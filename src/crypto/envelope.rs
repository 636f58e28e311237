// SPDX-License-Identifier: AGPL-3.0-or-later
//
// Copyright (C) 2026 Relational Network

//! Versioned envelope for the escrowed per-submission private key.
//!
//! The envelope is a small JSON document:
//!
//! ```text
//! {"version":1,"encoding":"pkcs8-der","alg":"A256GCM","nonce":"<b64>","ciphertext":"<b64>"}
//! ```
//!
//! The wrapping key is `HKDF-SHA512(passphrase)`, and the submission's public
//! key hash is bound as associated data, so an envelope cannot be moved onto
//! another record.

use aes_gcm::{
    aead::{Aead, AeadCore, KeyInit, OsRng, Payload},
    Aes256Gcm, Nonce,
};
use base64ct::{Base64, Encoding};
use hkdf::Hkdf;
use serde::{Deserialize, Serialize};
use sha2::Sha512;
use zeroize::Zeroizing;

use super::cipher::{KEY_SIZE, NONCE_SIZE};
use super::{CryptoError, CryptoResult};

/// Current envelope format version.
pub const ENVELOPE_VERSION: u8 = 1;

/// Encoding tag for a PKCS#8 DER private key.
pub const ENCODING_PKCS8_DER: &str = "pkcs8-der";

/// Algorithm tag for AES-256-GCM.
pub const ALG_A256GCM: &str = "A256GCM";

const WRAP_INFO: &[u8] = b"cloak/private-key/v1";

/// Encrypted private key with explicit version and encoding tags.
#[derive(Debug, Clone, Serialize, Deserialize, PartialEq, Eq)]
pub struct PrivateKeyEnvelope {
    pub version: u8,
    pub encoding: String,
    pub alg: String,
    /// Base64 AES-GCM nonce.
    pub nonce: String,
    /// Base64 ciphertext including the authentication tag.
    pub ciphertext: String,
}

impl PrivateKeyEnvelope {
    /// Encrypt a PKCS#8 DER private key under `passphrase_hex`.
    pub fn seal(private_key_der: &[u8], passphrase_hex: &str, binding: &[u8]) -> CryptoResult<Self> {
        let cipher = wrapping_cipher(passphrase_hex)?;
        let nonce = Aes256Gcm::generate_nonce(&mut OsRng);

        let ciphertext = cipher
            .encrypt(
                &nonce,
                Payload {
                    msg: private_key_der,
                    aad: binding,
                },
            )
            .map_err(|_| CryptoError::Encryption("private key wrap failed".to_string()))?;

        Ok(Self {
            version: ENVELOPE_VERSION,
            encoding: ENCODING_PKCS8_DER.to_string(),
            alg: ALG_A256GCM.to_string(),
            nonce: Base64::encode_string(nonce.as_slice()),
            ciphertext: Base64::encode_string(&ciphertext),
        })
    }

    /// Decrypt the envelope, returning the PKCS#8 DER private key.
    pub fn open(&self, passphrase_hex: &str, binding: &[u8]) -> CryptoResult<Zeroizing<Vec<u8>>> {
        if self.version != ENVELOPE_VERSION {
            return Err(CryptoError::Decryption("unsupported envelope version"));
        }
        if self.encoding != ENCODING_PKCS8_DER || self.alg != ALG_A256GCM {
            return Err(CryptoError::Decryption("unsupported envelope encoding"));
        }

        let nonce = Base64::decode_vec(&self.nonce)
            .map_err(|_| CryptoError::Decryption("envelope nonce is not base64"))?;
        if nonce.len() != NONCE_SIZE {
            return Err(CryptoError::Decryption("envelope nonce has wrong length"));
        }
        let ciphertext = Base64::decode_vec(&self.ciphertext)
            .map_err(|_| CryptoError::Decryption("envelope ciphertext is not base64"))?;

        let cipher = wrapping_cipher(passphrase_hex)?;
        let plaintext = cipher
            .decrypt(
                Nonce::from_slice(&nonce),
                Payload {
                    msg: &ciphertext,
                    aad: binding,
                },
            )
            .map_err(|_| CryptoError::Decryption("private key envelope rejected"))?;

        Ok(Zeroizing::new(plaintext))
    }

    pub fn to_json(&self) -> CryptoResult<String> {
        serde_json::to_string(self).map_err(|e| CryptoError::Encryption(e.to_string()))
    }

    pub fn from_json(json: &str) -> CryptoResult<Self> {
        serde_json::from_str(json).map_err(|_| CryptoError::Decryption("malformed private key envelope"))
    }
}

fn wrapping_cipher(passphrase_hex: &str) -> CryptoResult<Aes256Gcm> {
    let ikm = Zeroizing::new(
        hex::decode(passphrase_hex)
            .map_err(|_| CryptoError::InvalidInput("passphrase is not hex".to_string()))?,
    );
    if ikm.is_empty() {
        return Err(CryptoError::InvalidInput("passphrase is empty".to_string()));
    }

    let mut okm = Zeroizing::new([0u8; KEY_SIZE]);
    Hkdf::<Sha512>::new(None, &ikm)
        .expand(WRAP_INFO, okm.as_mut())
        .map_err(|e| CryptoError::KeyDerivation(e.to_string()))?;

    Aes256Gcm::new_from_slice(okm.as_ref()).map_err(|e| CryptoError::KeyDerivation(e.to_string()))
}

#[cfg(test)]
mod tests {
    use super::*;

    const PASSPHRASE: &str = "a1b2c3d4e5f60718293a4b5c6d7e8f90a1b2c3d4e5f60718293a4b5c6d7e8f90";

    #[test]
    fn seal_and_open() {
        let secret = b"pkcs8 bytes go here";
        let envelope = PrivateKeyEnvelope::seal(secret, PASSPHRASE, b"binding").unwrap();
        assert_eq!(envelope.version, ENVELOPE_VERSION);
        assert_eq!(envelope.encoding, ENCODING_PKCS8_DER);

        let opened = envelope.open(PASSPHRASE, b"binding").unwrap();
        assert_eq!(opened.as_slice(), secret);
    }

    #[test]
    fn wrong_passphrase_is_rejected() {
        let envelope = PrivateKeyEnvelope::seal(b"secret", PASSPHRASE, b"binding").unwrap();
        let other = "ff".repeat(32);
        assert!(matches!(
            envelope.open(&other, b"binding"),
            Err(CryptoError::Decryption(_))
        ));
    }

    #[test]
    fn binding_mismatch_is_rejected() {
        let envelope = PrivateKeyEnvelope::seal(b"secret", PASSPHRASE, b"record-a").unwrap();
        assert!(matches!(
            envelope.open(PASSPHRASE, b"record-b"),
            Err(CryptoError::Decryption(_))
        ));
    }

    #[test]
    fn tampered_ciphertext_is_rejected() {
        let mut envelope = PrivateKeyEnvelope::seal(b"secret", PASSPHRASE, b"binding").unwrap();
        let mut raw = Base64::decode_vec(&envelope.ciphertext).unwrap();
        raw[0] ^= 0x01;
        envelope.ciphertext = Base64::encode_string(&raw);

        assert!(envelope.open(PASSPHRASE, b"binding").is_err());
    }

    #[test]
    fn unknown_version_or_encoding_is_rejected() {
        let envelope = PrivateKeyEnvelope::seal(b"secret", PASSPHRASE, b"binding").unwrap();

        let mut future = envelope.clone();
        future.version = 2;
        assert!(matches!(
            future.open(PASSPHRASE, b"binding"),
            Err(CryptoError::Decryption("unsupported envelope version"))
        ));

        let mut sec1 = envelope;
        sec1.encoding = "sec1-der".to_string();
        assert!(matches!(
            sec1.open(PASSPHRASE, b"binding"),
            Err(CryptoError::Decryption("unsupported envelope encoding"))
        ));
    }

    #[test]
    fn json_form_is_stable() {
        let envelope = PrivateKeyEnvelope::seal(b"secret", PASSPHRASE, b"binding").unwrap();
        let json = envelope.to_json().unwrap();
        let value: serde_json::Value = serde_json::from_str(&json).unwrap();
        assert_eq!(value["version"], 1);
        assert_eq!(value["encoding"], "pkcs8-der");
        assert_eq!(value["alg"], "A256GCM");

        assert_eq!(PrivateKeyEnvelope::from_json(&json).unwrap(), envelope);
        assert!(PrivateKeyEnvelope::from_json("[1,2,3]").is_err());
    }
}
━━━
▸ Exercise directions
Pull every line containing "plaintext" out of the entries.

▸ Response
        let plaintext = cipher
        Ok(Zeroizing::new(plaintext))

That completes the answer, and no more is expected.